→ Information provided
┄┄┄┄┄┄┄┄┄┄

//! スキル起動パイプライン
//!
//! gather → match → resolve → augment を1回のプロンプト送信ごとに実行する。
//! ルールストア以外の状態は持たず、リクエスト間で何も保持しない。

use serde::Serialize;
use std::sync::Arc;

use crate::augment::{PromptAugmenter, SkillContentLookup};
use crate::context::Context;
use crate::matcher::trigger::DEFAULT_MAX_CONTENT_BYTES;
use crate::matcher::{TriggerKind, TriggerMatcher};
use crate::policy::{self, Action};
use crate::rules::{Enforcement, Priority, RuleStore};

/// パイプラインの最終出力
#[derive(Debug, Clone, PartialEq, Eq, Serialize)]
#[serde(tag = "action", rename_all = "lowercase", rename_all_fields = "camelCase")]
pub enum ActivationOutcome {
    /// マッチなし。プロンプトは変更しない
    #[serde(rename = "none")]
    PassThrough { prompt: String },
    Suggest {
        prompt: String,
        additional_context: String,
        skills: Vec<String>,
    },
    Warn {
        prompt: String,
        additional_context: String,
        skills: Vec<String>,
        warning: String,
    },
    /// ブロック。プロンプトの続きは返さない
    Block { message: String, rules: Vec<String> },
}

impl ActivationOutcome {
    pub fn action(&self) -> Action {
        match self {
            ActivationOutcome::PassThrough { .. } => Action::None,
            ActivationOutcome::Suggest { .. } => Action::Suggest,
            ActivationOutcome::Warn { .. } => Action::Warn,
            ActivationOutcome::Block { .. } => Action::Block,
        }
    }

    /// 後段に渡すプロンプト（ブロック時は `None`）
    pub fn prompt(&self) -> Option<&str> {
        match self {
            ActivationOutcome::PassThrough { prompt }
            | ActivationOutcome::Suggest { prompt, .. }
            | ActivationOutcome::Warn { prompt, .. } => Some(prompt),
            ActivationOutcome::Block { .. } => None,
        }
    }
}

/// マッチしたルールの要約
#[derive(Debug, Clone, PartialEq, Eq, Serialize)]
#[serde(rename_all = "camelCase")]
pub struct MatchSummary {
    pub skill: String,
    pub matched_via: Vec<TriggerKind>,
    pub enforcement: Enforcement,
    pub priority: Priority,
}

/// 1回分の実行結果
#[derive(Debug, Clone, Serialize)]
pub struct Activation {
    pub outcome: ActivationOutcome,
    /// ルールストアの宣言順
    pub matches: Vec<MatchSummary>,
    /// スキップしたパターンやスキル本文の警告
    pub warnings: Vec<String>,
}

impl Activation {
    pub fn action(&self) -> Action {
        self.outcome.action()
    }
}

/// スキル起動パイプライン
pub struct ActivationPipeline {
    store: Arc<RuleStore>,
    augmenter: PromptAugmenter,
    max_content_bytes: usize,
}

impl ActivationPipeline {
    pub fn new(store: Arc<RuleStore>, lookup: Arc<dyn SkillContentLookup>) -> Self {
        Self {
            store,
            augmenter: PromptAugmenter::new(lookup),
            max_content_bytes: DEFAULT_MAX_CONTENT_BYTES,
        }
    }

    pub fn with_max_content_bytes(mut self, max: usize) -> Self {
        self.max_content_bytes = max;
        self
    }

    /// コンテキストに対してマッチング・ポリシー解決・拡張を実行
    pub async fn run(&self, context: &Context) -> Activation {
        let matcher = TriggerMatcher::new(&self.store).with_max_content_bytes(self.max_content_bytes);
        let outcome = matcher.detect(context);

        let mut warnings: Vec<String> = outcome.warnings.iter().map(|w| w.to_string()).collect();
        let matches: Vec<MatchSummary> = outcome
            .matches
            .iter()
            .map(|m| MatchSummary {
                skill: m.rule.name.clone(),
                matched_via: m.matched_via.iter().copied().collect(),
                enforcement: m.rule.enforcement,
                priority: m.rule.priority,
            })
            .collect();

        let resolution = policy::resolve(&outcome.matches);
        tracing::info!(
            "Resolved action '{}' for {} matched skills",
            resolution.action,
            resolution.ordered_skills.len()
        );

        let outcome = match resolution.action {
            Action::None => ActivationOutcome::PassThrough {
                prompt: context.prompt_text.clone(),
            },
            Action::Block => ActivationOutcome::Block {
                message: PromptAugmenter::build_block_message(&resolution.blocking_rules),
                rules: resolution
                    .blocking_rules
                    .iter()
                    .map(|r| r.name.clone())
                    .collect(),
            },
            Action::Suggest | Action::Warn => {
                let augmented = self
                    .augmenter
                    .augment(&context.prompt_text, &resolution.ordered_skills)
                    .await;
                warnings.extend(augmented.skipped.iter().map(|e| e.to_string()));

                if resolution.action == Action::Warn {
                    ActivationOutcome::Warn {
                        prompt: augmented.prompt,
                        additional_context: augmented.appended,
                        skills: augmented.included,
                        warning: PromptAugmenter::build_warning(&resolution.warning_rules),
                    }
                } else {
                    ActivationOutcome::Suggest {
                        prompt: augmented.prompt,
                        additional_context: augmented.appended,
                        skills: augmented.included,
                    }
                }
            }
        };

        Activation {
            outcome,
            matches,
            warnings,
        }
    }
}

┄┄┄┄┄┄┄┄┄┄

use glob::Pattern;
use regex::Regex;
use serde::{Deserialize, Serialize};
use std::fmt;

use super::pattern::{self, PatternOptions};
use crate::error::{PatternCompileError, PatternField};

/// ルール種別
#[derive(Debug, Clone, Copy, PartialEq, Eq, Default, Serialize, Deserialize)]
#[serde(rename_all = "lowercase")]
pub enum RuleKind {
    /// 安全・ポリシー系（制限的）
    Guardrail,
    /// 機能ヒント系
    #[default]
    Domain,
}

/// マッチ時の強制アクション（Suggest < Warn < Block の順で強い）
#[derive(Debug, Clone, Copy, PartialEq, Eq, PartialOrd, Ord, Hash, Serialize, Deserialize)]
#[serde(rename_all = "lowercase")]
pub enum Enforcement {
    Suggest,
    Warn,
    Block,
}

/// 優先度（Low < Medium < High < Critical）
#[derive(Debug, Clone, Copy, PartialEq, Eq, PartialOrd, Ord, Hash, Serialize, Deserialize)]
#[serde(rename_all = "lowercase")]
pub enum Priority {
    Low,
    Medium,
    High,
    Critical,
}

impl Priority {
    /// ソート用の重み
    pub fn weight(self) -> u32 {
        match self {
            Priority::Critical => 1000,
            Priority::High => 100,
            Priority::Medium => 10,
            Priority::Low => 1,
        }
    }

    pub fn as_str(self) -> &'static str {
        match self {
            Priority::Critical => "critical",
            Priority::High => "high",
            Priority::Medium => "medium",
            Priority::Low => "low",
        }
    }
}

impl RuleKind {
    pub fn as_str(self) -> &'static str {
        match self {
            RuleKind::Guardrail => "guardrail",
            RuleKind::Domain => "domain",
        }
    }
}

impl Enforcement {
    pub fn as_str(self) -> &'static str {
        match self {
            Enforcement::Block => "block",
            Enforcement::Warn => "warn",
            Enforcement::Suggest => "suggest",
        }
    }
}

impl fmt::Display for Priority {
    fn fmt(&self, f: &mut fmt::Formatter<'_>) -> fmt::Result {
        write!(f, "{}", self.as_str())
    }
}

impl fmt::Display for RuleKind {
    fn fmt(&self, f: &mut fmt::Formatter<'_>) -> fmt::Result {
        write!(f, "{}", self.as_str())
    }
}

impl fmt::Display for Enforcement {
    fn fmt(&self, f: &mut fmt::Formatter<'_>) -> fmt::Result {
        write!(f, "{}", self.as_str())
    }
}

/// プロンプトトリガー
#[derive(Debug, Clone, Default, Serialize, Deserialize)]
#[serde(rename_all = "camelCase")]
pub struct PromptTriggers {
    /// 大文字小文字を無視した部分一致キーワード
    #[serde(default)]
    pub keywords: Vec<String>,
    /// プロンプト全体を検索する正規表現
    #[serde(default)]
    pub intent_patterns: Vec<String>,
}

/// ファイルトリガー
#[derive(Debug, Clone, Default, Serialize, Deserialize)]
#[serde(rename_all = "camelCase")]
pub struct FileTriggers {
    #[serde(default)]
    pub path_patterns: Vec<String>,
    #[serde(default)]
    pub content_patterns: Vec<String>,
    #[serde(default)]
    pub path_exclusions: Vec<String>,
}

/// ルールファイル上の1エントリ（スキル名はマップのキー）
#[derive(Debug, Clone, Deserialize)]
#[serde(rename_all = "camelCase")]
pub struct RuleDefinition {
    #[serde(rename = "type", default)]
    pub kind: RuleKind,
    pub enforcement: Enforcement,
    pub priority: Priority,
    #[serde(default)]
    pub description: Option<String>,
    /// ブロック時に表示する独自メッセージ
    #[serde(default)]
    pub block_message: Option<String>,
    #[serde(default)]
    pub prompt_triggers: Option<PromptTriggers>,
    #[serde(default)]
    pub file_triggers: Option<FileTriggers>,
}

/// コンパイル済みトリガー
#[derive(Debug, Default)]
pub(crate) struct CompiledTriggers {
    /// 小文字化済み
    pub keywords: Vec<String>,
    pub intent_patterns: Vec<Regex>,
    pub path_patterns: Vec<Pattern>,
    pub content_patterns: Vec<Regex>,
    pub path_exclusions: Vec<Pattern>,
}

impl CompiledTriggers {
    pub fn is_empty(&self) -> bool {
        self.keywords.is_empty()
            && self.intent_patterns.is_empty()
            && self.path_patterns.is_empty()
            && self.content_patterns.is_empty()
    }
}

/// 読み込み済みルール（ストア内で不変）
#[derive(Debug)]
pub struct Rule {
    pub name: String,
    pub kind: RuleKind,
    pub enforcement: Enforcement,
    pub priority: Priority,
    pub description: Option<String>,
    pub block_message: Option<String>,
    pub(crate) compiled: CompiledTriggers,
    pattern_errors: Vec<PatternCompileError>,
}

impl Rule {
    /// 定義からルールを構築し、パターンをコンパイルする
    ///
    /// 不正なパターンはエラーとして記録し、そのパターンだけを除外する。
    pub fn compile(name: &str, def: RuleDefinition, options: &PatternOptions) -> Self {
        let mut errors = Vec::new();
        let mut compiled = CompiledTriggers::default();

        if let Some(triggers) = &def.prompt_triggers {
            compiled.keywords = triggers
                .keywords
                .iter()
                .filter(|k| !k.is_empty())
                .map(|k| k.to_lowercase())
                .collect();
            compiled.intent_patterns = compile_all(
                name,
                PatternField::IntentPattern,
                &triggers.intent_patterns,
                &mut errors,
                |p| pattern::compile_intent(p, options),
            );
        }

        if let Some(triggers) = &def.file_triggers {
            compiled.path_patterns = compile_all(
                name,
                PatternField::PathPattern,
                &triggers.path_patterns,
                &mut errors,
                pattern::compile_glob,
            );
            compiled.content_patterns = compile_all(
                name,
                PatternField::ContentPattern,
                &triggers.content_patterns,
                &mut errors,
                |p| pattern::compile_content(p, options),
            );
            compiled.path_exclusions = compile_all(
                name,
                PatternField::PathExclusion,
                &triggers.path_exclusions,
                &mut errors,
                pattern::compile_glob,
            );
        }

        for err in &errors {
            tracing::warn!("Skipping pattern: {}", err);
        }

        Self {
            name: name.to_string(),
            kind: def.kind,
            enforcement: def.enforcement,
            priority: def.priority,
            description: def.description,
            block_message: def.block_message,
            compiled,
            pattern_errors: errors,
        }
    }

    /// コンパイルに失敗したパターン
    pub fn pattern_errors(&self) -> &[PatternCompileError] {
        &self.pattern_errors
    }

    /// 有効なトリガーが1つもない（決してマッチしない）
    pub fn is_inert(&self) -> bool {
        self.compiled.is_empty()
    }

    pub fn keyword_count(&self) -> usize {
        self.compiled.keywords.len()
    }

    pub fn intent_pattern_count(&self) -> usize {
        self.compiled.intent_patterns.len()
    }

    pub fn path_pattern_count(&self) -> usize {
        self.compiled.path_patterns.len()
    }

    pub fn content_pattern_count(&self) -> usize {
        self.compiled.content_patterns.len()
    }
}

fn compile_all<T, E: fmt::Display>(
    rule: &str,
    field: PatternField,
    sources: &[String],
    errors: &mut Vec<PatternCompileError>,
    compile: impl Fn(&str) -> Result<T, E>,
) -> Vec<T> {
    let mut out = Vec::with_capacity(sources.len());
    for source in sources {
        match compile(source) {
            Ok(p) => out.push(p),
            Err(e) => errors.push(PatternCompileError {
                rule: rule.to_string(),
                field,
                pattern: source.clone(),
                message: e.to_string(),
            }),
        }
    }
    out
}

┄┄┄┄┄┄┄┄┄┄

→ Exercise prompt
Find the string "iter" in the listing and copy every line in which it occurs.

→ Written response
        let mut warnings: Vec<String> = outcome.warnings.iter().map(|w| w.to_string()).collect();
            .iter()
                matched_via: m.matched_via.iter().copied().collect(),
                    .iter()
                warnings.extend(augmented.skipped.iter().map(|e| e.to_string()));
                .iter()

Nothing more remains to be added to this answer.